Task goal
Your answer should consist only of the lines below from the one with "the caller must" through the one with "the storage the", copied exactly.

Available data
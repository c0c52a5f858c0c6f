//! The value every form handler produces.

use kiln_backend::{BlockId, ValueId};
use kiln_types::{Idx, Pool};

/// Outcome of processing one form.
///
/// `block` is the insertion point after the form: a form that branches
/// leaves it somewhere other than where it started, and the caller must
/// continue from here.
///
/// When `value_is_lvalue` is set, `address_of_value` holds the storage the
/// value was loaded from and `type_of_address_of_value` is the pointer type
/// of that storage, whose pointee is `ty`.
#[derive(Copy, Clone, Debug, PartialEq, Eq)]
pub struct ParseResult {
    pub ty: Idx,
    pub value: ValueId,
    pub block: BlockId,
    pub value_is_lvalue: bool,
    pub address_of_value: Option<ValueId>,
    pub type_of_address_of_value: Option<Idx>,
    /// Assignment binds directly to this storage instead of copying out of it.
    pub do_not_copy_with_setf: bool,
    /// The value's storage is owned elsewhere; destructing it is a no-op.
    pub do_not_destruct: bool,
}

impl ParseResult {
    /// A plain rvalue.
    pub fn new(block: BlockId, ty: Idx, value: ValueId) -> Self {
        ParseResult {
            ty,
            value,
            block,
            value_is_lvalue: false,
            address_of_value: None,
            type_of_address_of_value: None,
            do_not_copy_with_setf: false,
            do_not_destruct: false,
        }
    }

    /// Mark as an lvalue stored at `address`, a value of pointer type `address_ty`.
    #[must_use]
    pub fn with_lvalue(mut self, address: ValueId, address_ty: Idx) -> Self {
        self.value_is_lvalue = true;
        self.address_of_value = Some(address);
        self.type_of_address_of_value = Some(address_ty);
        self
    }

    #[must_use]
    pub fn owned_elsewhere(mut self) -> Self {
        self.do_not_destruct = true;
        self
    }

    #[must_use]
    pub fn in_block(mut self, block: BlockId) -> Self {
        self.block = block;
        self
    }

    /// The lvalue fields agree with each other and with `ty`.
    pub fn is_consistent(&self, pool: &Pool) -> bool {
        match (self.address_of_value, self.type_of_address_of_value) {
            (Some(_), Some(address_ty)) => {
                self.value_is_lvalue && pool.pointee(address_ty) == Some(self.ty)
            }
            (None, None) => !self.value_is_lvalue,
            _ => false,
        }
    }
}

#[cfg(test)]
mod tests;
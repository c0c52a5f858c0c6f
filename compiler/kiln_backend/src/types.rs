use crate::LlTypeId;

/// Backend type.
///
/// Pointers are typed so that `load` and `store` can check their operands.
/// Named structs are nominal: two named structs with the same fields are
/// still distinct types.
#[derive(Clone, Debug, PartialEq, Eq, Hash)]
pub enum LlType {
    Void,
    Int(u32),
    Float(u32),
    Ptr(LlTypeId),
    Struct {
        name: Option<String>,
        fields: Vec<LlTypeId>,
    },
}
---
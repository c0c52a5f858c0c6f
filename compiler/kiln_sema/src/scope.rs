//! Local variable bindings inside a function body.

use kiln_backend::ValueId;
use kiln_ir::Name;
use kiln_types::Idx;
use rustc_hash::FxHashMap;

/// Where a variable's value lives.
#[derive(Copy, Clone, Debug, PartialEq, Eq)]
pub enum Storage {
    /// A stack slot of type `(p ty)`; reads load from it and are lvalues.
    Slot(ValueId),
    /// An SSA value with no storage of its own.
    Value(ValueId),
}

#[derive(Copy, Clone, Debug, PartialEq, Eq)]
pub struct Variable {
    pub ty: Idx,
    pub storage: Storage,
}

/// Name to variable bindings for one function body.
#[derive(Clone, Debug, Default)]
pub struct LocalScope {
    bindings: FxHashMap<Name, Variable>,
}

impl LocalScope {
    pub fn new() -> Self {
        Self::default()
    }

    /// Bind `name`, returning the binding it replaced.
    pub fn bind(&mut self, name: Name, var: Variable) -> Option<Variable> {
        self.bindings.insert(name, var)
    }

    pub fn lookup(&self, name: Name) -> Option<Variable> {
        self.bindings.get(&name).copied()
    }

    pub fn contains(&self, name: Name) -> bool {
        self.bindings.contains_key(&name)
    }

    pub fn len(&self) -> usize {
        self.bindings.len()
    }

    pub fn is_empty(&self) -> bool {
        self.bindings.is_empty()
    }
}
==
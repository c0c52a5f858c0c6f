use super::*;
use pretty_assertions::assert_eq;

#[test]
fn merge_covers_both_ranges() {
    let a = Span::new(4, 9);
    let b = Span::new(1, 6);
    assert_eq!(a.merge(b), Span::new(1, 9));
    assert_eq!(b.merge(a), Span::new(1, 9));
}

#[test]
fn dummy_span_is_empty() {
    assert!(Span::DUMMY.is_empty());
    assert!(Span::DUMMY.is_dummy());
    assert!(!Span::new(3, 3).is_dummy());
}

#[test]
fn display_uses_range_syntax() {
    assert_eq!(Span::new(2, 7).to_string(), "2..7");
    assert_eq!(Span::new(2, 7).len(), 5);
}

Output for this task
/// leaves it somewhere other than where it started, and the caller must
/// continue from here.
///
/// When `value_is_lvalue` is set, `address_of_value` holds the storage the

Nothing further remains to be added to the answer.